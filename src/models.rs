use serde::{Deserialize, Serialize};

/// Column order of the exported CSV files. Matches the field order of [`Product`].
pub const PRODUCT_FIELDS: [&str; 5] = ["title", "description", "price", "rating", "num_of_reviews"];

/// One listing on a catalog page
#[derive(Debug, Serialize, Deserialize, Clone, PartialEq)]
pub struct Product {
    pub title: String,
    pub description: String,
    pub price: f64,
    /// Number of filled rating glyphs
    pub rating: u32,
    pub num_of_reviews: u32,
}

──────────

▶ **Task instructions**: Look above and return each line of the records exactly, from the very first through the line with "a catalog page", both included.

▶ **Response**:
filename src/models.rs
use serde::{Deserialize, Serialize};

/// Column order of the exported CSV files. Matches the field order of [`Product`].
pub const PRODUCT_FIELDS: [&str; 5] = ["title", "description", "price", "rating", "num_of_reviews"];

/// One listing on a catalog page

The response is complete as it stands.